Soffrire di Sindrome dell’impostore vuol dire essere convinti di non essere bravi nel proprio lavoro. Implica la certezza di non essere abbastanza preparati, di aver ottenuto ciò che si è ottenuto grazie a una combinazione di circostanze anziché al proprio impegno e talento. Significa, soprattutto, vivere nel timore che si “verrà scoperti”. Proprio per questo è essenziale ricordare che le parole che diciamo a noi stessi e agli altri danno attivamente forma alla nostra visione della realtà (e della nostra identità) e sono reali nelle loro conseguenze.
Ecco 3 risposte da evitare a ogni costo per iniziare a sentirsi meglio.
- “Sono fortunato”
Non sei fortunato! Sei bravo a fare quel che fai. Se hai ottenuto riconoscimenti, se la gente ti fa complimenti e ti ripete che sei un punto di riferimento non è una coincidenza, non è frutto del caso. Sei TU ad aver generato il tuo successo. Nessun altro. - “È che ci so fare con la gente”

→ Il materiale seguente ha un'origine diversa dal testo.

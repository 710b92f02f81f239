//! The abstract HTTP capability the mirror is built on.
//!
//! [`HttpTransport`] issues a single GET and hands back status, the few
//! headers the mirror cares about, and a streaming body. It does not follow
//! redirects; [`super::ResilientTransport`] does that above the retry layer.

use std::fmt;
use std::pin::Pin;

use async_trait::async_trait;
use futures_util::{Stream, StreamExt, stream};
use reqwest::StatusCode;
use url::Url;

use super::TransportError;

/// Streaming response body.
pub type BodyStream = Pin<Box<dyn Stream<Item = Result<Vec<u8>, TransportError>> + Send>>;

/// A single-request HTTP GET capability.
///
/// Implementations must not follow redirects themselves.
#[async_trait]
pub trait HttpTransport: Send + Sync {
    /// Issues a GET for `url` and returns once response headers are available.
    ///
    /// # Errors
    ///
    /// Returns a [`TransportError`] when no response could be obtained.
    async fn get(&self, url: &Url) -> Result<HttpResponse, TransportError>;
}

/// Response head plus streaming body.
pub struct HttpResponse {
    /// HTTP status code.
    pub status: u16,

    /// Reason phrase sent by the server, when the backend exposes one.
    pub reason: Option<String>,

    /// URL this response was received from.
    pub url: Url,

    /// Raw `Location` header.
    pub location: Option<String>,

    /// Raw `Content-Disposition` header.
    pub content_disposition: Option<String>,

    /// Declared body length.
    pub content_length: Option<u64>,

    /// Body chunks.
    pub body: BodyStream,
}

impl HttpResponse {
    /// Creates a response with no headers and an empty body.
    #[must_use]
    pub fn new(status: u16, url: Url) -> Self {
        Self {
            status,
            reason: None,
            url,
            location: None,
            content_disposition: None,
            content_length: None,
            body: Box::pin(stream::empty::<Result<Vec<u8>, TransportError>>()),
        }
    }

    /// Creates a response whose body is `bytes`, with `Content-Length` set to match.
    #[must_use]
    pub fn from_bytes(status: u16, url: Url, bytes: Vec<u8>) -> Self {
        let length = bytes.len() as u64;
        Self::new(status, url)
            .with_content_length(Some(length))
            .with_body(Box::pin(stream::once(async move { Ok::<_, TransportError>(bytes) })))
    }

    /// Replaces the body stream.
    #[must_use]
    pub fn with_body(mut self, body: BodyStream) -> Self {
        self.body = body;
        self
    }

    /// Sets the `Location` header.
    #[must_use]
    pub fn with_location(mut self, location: impl Into<String>) -> Self {
        self.location = Some(location.into());
        self
    }

    /// Sets the `Content-Disposition` header.
    #[must_use]
    pub fn with_content_disposition(mut self, value: impl Into<String>) -> Self {
        self.content_disposition = Some(value.into());
        self
    }

    /// Sets the declared body length.
    #[must_use]
    pub fn with_content_length(mut self, length: Option<u64>) -> Self {
        self.content_length = length;
        self
    }

    /// Sets the reason phrase.
    #[must_use]
    pub fn with_reason(mut self, reason: impl Into<String>) -> Self {
        self.reason = Some(reason.into());
        self
    }

    /// Returns true for 2xx statuses.
    #[must_use]
    pub fn is_success(&self) -> bool {
        (200..300).contains(&self.status)
    }

    /// Returns true for statuses that carry a `Location` to follow.
    #[must_use]
    pub fn is_redirect(&self) -> bool {
        matches!(self.status, 301 | 302 | 303 | 307 | 308)
    }

    /// Reason phrase, falling back to the canonical one for the status.
    #[must_use]
    pub fn reason_phrase(&self) -> String {
        self.reason
            .clone()
            .or_else(|| {
                StatusCode::from_u16(self.status)
                    .ok()
                    .and_then(|s| s.canonical_reason())
                    .map(str::to_string)
            })
            .unwrap_or_else(|| format!("HTTP {}", self.status))
    }

    /// Reads the whole body into memory.
    ///
    /// # Errors
    ///
    /// Returns the first error produced by the body stream.
    pub async fn bytes(self) -> Result<Vec<u8>, TransportError> {
        let mut body = self.body;
        let mut buffer = Vec::new();
        while let Some(chunk) = body.next().await {
            buffer.extend_from_slice(&chunk?);
        }
        Ok(buffer)
    }

    /// Reads the whole body as UTF-8 text, replacing invalid sequences.
    ///
    /// # Errors
    ///
    /// Returns the first error produced by the body stream.
    pub async fn text(self) -> Result<String, TransportError> {
        let bytes = self.bytes().await?;
        Ok(String::from_utf8_lossy(&bytes).into_owned())
    }
}

impl fmt::Debug for HttpResponse {
    fn fmt(&self, f: &mut fmt::Formatter<'_>) -> fmt::Result {
        f.debug_struct("HttpResponse")
            .field("status", &self.status)
            .field("reason", &self.reason)
            .field("url", &self.url.as_str())
            .field("location", &self.location)
            .field("content_disposition", &self.content_disposition)
            .field("content_length", &self.content_length)
            .finish_non_exhaustive()
    }
}
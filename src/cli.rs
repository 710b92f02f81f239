//! CLI argument definitions using clap derive macros.

use std::path::PathBuf;
use std::time::Duration;

use clap::Parser;

use plugin_mirror::{
    DEFAULT_BASE_URL, DEFAULT_BATCH_SIZE, DEFAULT_MAX_RETRIES, DEFAULT_RATE_LIMIT, MirrorConfig,
};

/// Mirror a JetBrains plugin repository into a local directory.
///
/// Fetches the plugin listing for each target build, merges them, and
/// downloads every release (plus icons) into a slugged directory tree with a
/// `plugins/repository.xml` manifest. Re-runs skip files already present.
#[derive(Parser, Debug)]
#[command(name = "plugin-mirror")]
#[command(author, version, about)]
pub struct Args {
    /// Output directory for the mirror tree
    #[arg(short, long)]
    pub output: PathBuf,

    /// Target product builds, e.g. IC-241.14494 (repeat or comma-separate)
    #[arg(short, long, required = true, num_args = 1.., value_delimiter = ',')]
    pub builds: Vec<String>,

    /// Mirror every historical release of each listed plugin
    #[arg(short = 'a', long)]
    pub mirror_all_versions: bool,

    /// Increase output verbosity (-v for debug, -vv for trace)
    #[arg(short, long, action = clap::ArgAction::Count)]
    pub verbose: u8,

    /// Suppress non-error output
    #[arg(short, long)]
    pub quiet: bool,

    /// Maximum requests started per second (0 to disable)
    #[arg(long, default_value_t = DEFAULT_RATE_LIMIT as u16, value_parser = clap::value_parser!(u16).range(0..=10_000))]
    pub rate_limit: u16,

    /// Per-request timeout in seconds (1-600)
    #[arg(long, default_value_t = 5, value_parser = clap::value_parser!(u64).range(1..=600))]
    pub timeout: u64,

    /// Maximum retry attempts for transient failures (0-10)
    #[arg(short = 'r', long, default_value_t = DEFAULT_MAX_RETRIES as u8, value_parser = clap::value_parser!(u8).range(0..=10))]
    pub max_retries: u8,

    /// Releases downloaded per batch in all-versions mode (1-256)
    #[arg(long, default_value_t = DEFAULT_BATCH_SIZE as u16, value_parser = clap::value_parser!(u16).range(1..=256))]
    pub batch_size: u16,

    /// Repository base URL
    #[arg(long, default_value = DEFAULT_BASE_URL)]
    pub base_url: String,

    /// Print the final report as JSON on stdout
    #[arg(long)]
    pub json: bool,
}

impl Args {
    /// Maps the arguments onto a session config.
    #[must_use]
    pub fn to_config(&self) -> MirrorConfig {
        let mut config = MirrorConfig::new(&self.output, self.builds.clone());
        config.mirror_all_versions = self.mirror_all_versions;
        config.rate_limit = usize::from(self.rate_limit);
        config.request_timeout = Duration::from_secs(self.timeout);
        config.max_retries = u32::from(self.max_retries);
        config.batch_size = usize::from(self.batch_size);
        config.base_url.clone_from(&self.base_url);
        config
    }
}

#[cfg(test)]
#[allow(clippy::unwrap_used)]
mod tests {
    use super::*;

    const BASE: [&str; 5] = ["plugin-mirror", "-o", "/mirror", "-b", "IC-241.1"];

    fn parse(extra: &[&str]) -> Result<Args, clap::Error> {
        Args::try_parse_from(BASE.iter().chain(extra).copied())
    }

    #[test]
    fn test_cli_minimal_args_use_defaults() {
        let args = parse(&[]).unwrap();
        assert_eq!(args.output, PathBuf::from("/mirror"));
        assert_eq!(args.builds, vec!["IC-241.1"]);
        assert!(!args.mirror_all_versions);
        assert_eq!(args.verbose, 0);
        assert!(!args.quiet);
        assert_eq!(args.rate_limit, 128);
        assert_eq!(args.timeout, 5);
        assert_eq!(args.max_retries, 6);
        assert_eq!(args.batch_size, 16);
        assert_eq!(args.base_url, "https://plugins.jetbrains.com");
        assert!(!args.json);
    }

    #[test]
    fn test_cli_output_is_required() {
        let result = Args::try_parse_from(["plugin-mirror", "-b", "IC-241.1"]);
        let err = result.unwrap_err();
        assert_eq!(err.kind(), clap::error::ErrorKind::MissingRequiredArgument);
    }

    #[test]
    fn test_cli_builds_are_required() {
        let result = Args::try_parse_from(["plugin-mirror", "-o", "/mirror"]);
        let err = result.unwrap_err();
        assert_eq!(err.kind(), clap::error::ErrorKind::MissingRequiredArgument);
    }

    #[test]
    fn test_cli_help_flag_shows_usage() {
        let err = Args::try_parse_from(["plugin-mirror", "--help"]).unwrap_err();
        assert_eq!(err.kind(), clap::error::ErrorKind::DisplayHelp);
    }

    #[test]
    fn test_cli_version_flag_shows_version() {
        let err = Args::try_parse_from(["plugin-mirror", "--version"]).unwrap_err();
        assert_eq!(err.kind(), clap::error::ErrorKind::DisplayVersion);
    }

    #[test]
    fn test_cli_invalid_flag_returns_error() {
        let err = parse(&["--invalid-flag"]).unwrap_err();
        assert_eq!(err.kind(), clap::error::ErrorKind::UnknownArgument);
    }

    // ==================== Build List Tests ====================

    #[test]
    fn test_cli_builds_accept_several_values() {
        let args = Args::try_parse_from([
            "plugin-mirror", "-o", "/m", "-b", "IC-241.1", "IU-241.1",
        ])
        .unwrap();
        assert_eq!(args.builds, vec!["IC-241.1", "IU-241.1"]);
    }

    #[test]
    fn test_cli_builds_accept_commas_and_repeats() {
        let args = Args::try_parse_from([
            "plugin-mirror", "-o", "/m", "--builds", "IC-241.1,IU-241.1", "-b", "RD-191.7141.355",
        ])
        .unwrap();
        assert_eq!(args.builds, vec!["IC-241.1", "IU-241.1", "RD-191.7141.355"]);
    }

    // ==================== Flag Tests ====================

    #[test]
    fn test_cli_verbose_flag_increments_count() {
        assert_eq!(parse(&["-v"]).unwrap().verbose, 1);
        assert_eq!(parse(&["-vv"]).unwrap().verbose, 2);
        assert_eq!(parse(&["--verbose", "--verbose"]).unwrap().verbose, 2);
    }

    #[test]
    fn test_cli_quiet_and_json_flags() {
        let args = parse(&["-q", "--json", "-a"]).unwrap();
        assert!(args.quiet);
        assert!(args.json);
        assert!(args.mirror_all_versions);
    }

    #[test]
    fn test_cli_rate_limit_zero_disables() {
        assert_eq!(parse(&["--rate-limit", "0"]).unwrap().rate_limit, 0);
    }

    #[test]
    fn test_cli_rate_limit_over_max_rejected() {
        let err = parse(&["--rate-limit", "10001"]).unwrap_err();
        assert_eq!(err.kind(), clap::error::ErrorKind::ValueValidation);
    }

    #[test]
    fn test_cli_timeout_zero_rejected() {
        let err = parse(&["--timeout", "0"]).unwrap_err();
        assert_eq!(err.kind(), clap::error::ErrorKind::ValueValidation);
    }

    #[test]
    fn test_cli_max_retries_over_max_rejected() {
        let err = parse(&["-r", "11"]).unwrap_err();
        assert_eq!(err.kind(), clap::error::ErrorKind::ValueValidation);
    }

    #[test]
    fn test_cli_batch_size_zero_rejected() {
        let err = parse(&["--batch-size", "0"]).unwrap_err();
        assert_eq!(err.kind(), clap::error::ErrorKind::ValueValidation);
    }

    // ==================== Config Mapping Tests ====================

    #[test]
    fn test_cli_maps_onto_config() {
        let args = parse(&[
            "-a",
            "--rate-limit",
            "10",
            "--timeout",
            "30",
            "-r",
            "2",
            "--batch-size",
            "4",
            "--base-url",
            "https://mirror.example.com/repo",
        ])
        .unwrap();

        let config = args.to_config();
        assert_eq!(config.output_dir, PathBuf::from("/mirror"));
        assert_eq!(config.builds, vec!["IC-241.1"]);
        assert!(config.mirror_all_versions);
        assert_eq!(config.rate_limit, 10);
        assert_eq!(config.request_timeout, Duration::from_secs(30));
        assert_eq!(config.max_retries, 2);
        assert_eq!(config.batch_size, 4);
        assert_eq!(config.base_url, "https://mirror.example.com/repo");
        assert!(config.validate().is_ok());
    }
}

Sarà anche vero, perché le soft skill contano; ma è sicuro che non ce l’avresti mai fatta se non avessi anche avuto autentiche competenze, le cosiddette hard skill. Non è che sei simpatico: è che hai talento. - “Ho avuto tantissimo aiuto”
È cosa ottima riconoscere il lavoro di team e l’importanza che gli altri giocano nella nostra crescita, ma non è tutto. Se un grande risultato è stato ottenuto è perché ci siamo dati da fare, perché abbiamo fatto sì che determinate cose accadessero, tessendo scenari futuri e ragionando strategicamente. Nel 99% dei casi se abbiamo avuto tanto aiuto è perché l’abbiamo meritato in un modo o nell’altro.
Adesso, forza: tieni traccia dei tuoi successi, smetti di paragonarti agli altri e non temere di esporti.
Sei bravo nel tuo lavoro: no, non sei un impostore.